Questor share tip: Computacenter's shift into services is a sound strategy

Computacenter has been quietly tweaking its business model for a number of years and now appears to be reaping the rewards.

Computacenter

374.1p +4.6p

Questor says Buy

The key change is from a focus on "shifting boxes" - as chief executive Mike Norris describes the sale of IT hardware - to servicing those boxes. Yesterday's first-half results showed that services now represent 30pc of sales, compared with just 11pc in the same period back in 2007.

The strategy is sound. Services contracts last a number of years, making earnings more predictable. It is also a more profitable business than "shifting boxes".

Perhaps most significantly, the services business does better in a downturn. While companies will reduce their spending on new IT systems in a downturn, many will move to outsource their IT services for a better view of what they must spend that year.

A monthly bill from a services provider is, after all, easier to manage than sporadic costs for essential repairs or maintenance.

Mr Norris says services will continue to grow as a share of the business. In the six months to June, services revenues grew by 5.4pc, stripping out currency fluctuations. The company also increased its services contract base by nearly 6pc to £570m. That has already delivered results and Computacenter expects a larger contribution from those contract wins in the second half.

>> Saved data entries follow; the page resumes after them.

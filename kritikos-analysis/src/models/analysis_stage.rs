//! Per-proposal analysis state machine
//!
//! PENDING → FETCHED → SUMMARIZED → FILTERED → SCORED → PERSISTED
//!
//! Trivial proposals go FILTERED → PERSISTED. Any stage may end in FAILED;
//! proposals without usable text end in SKIPPED. A resumed item starts from
//! its last checkpoint (SUMMARIZED, FILTERED or SCORED).

use serde::{Deserialize, Serialize};
use std::fmt;
use std::str::FromStr;

#[derive(Debug, Clone, Copy, PartialEq, Eq, Hash, Serialize, Deserialize)]
#[serde(rename_all = "UPPERCASE")]
pub enum AnalysisStage {
    /// Selected, nothing done yet
    Pending,
    /// Bill text retrieved (not checkpointed; text is not stored)
    Fetched,
    /// Summary produced
    Summarized,
    /// Triviality decided
    Filtered,
    /// PAR rubric applied
    Scored,
    /// Final row written with analysis timestamp and version
    Persisted,
    /// A stage failed; `last_error` says why
    Failed,
    /// No usable text
    Skipped,
}

impl AnalysisStage {
    pub fn as_str(&self) -> &'static str {
        match self {
            AnalysisStage::Pending => "PENDING",
            AnalysisStage::Fetched => "FETCHED",
            AnalysisStage::Summarized => "SUMMARIZED",
            AnalysisStage::Filtered => "FILTERED",
            AnalysisStage::Scored => "SCORED",
            AnalysisStage::Persisted => "PERSISTED",
            AnalysisStage::Failed => "FAILED",
            AnalysisStage::Skipped => "SKIPPED",
        }
    }

    /// Stages that end processing of an item
    pub fn is_terminal(&self) -> bool {
        matches!(
            self,
            AnalysisStage::Persisted | AnalysisStage::Failed | AnalysisStage::Skipped
        )
    }

    /// Whether `next` is a legal successor of `self`
    pub fn can_transition_to(&self, next: AnalysisStage) -> bool {
        use AnalysisStage::*;
        match (self, next) {
            (_, Failed) => !self.is_terminal(),
            (Pending, Fetched) | (Fetched, Skipped) | (Pending, Skipped) => true,
            (Fetched, Summarized) => true,
            (Summarized, Filtered) => true,
            (Filtered, Scored) | (Filtered, Persisted) => true,
            (Scored, Persisted) => true,
            _ => false,
        }
    }
}

impl fmt::Display for AnalysisStage {
    fn fmt(&self, f: &mut fmt::Formatter<'_>) -> fmt::Result {
        f.write_str(self.as_str())
    }
}

impl FromStr for AnalysisStage {
    type Err = String;

    fn from_str(s: &str) -> Result<Self, Self::Err> {
        match s.to_ascii_uppercase().as_str() {
            "PENDING" => Ok(AnalysisStage::Pending),
            "FETCHED" => Ok(AnalysisStage::Fetched),
            "SUMMARIZED" => Ok(AnalysisStage::Summarized),
            "FILTERED" => Ok(AnalysisStage::Filtered),
            "SCORED" => Ok(AnalysisStage::Scored),
            "PERSISTED" => Ok(AnalysisStage::Persisted),
            "FAILED" => Ok(AnalysisStage::Failed),
            "SKIPPED" => Ok(AnalysisStage::Skipped),
            other => Err(format!("unknown analysis stage: {}", other)),
        }
    }
}

#[cfg(test)]
mod tests {
    use super::*;

    #[test]
    fn test_happy_path_transitions() {
        use AnalysisStage::*;
        let path = [Pending, Fetched, Summarized, Filtered, Scored, Persisted];
        for pair in path.windows(2) {
            assert!(pair[0].can_transition_to(pair[1]), "{} -> {}", pair[0], pair[1]);
        }
        assert!(Filtered.can_transition_to(Persisted), "trivial early exit");
    }

    #[test]
    fn test_terminal_stages_are_final() {
        use AnalysisStage::*;
        for terminal in [Persisted, Failed, Skipped] {
            assert!(terminal.is_terminal());
            assert!(!terminal.can_transition_to(Failed));
            assert!(!terminal.can_transition_to(Summarized));
        }
        assert!(!Summarized.can_transition_to(Persisted), "cannot skip the filter");
    }

    #[test]
    fn test_string_forms_match_serde() {
        for stage in [AnalysisStage::Pending, AnalysisStage::Scored, AnalysisStage::Skipped] {
            let json = serde_json::to_string(&stage).unwrap();
            assert_eq!(json, format!("\"{}\"", stage.as_str()));
            assert_eq!(stage.as_str().parse::<AnalysisStage>().unwrap(), stage);
        }
        assert!("DONE".parse::<AnalysisStage>().is_err());
    }
}
//! Configuration file tests
//!
//! Tests touching KRITIKOS_CONFIG are #[serial] to avoid env races.

use kritikos_common::config::{
    load_or_default, load_toml_config, resolve_config_path, resolve_database_path,
    write_toml_config, LlmConfig, TomlConfig, CONFIG_ENV_VAR,
};
use serial_test::serial;
use std::path::{Path, PathBuf};
use tempfile::TempDir;

#[test]
fn test_partial_file_leaves_other_fields_unset() {
    let dir = TempDir::new().unwrap();
    let path = dir.path().join("config.toml");
    std::fs::write(
        &path,
        r#"
port = 5800

[llm]
model = "gemini-2.5-pro"
max_retries = 6

[pipeline]
lot_size = 25
"#,
    )
    .unwrap();

    let config = load_toml_config(&path).unwrap();
    assert_eq!(config.port, Some(5800));
    assert_eq!(config.llm.model.as_deref(), Some("gemini-2.5-pro"));
    assert_eq!(config.llm.max_retries, Some(6));
    assert!(config.llm.api_key.is_none());
    assert_eq!(config.pipeline.lot_size, Some(25));
    assert!(config.pipeline.item_delay_ms.is_none());
    assert!(config.fetcher.storage_base_url.is_none());
}

#[test]
fn test_malformed_file_is_config_error() {
    let dir = TempDir::new().unwrap();
    let path = dir.path().join("config.toml");
    std::fs::write(&path, "port = \"not a number\"").unwrap();

    let err = load_toml_config(&path).unwrap_err();
    assert!(matches!(err, kritikos_common::Error::Config(_)));
}

#[test]
fn test_missing_file_yields_defaults() {
    let config = load_or_default(Some(Path::new("/nonexistent/kritikos/config.toml"))).unwrap();
    assert_eq!(config, TomlConfig::default());
    assert_eq!(load_or_default(None).unwrap(), TomlConfig::default());
}

#[test]
fn test_write_then_load_preserves_values() {
    let dir = TempDir::new().unwrap();
    let path = dir.path().join("sub").join("config.toml");

    let config = TomlConfig {
        port: Some(5999),
        llm: LlmConfig {
            api_key: Some("secret".to_string()),
            ..Default::default()
        },
        ..Default::default()
    };
    write_toml_config(&config, &path).unwrap();

    assert_eq!(load_toml_config(&path).unwrap(), config);
    assert!(!path.with_extension("toml.tmp").exists());
}

#[test]
#[serial]
fn test_cli_path_beats_environment() {
    std::env::set_var(CONFIG_ENV_VAR, "/from/env.toml");
    let resolved = resolve_config_path(Some(Path::new("/from/cli.toml")));
    std::env::remove_var(CONFIG_ENV_VAR);

    assert_eq!(resolved, Some(PathBuf::from("/from/cli.toml")));
}

#[test]
#[serial]
fn test_environment_path_used_without_cli() {
    std::env::set_var(CONFIG_ENV_VAR, "/from/env.toml");
    let resolved = resolve_config_path(None);
    std::env::remove_var(CONFIG_ENV_VAR);

    assert_eq!(resolved, Some(PathBuf::from("/from/env.toml")));
}

#[test]
fn test_database_path_priority() {
    let toml_config = TomlConfig {
        database_path: Some(PathBuf::from("/toml/kritikos.db")),
        ..Default::default()
    };

    assert_eq!(
        resolve_database_path(Some(Path::new("/cli/kritikos.db")), &toml_config),
        PathBuf::from("/cli/kritikos.db")
    );
    assert_eq!(
        resolve_database_path(None, &toml_config),
        PathBuf::from("/toml/kritikos.db")
    );
    assert!(resolve_database_path(None, &TomlConfig::default()).ends_with("kritikos.db"));
}
//! Server-Sent Events (SSE) for analysis and IDP progress

use crate::AppState;
use axum::{
    extract::State,
    response::sse::{Event, KeepAlive, Sse},
};
use futures::stream::Stream;
use std::convert::Infallible;
use std::time::Duration;
use tokio::sync::broadcast::error::RecvError;
use tracing::{debug, info, warn};

/// GET /events
///
/// Streams every [`kritikos_common::events::KritikosEvent`] with its type as
/// the SSE event name. Idle connections get a heartbeat comment.
pub async fn event_stream(State(state): State<AppState>) -> Sse<impl Stream<Item = Result<Event, Infallible>>> {
    info!("New SSE client connected");

    let mut rx = state.event_bus.subscribe();

    let stream = async_stream::stream! {
        loop {
            match rx.recv().await {
                Ok(event) => {
                    let event_type = event.event_type();
                    match serde_json::to_string(&event) {
                        Ok(event_json) => {
                            debug!("SSE: Broadcasting event: {}", event_type);
                            yield Ok(Event::default().event(event_type).data(event_json));
                        }
                        Err(e) => {
                            warn!("SSE: Failed to serialize event {}: {}", event_type, e);
                        }
                    }
                }
                Err(RecvError::Lagged(skipped)) => {
                    warn!("SSE: Client lagged, {} events dropped", skipped);
                }
                Err(RecvError::Closed) => {
                    info!("SSE: Event bus closed, ending stream");
                    break;
                }
            }
        }
    };

    // Heartbeat comment after 15 idle seconds
    Sse::new(stream).keep_alive(KeepAlive::new().interval(Duration::from_secs(15)).text("heartbeat"))
}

The other big change is in shifting Computacenter's focus from its home market in the UK to markets further afield. This has been central to the group's success. Over the past five years, the company's German division has driven group performance.

Yesterday's results were no exception with product sales up 37pc in Germany and services 10pc higher. Operating profit in the country was a staggering 144pc higher.

This more than offset a poor performance in the UK, where sales fell 16pc, when a few large customers cut their orders. But Computacenter showed its mettle by boosting margins in the UK from 12pc to 16.5pc, meaning operating profits declined just 8pc.

The shares look cheap on less than 10 times this year's earnings, with a forecast yield of 4pc. Buy.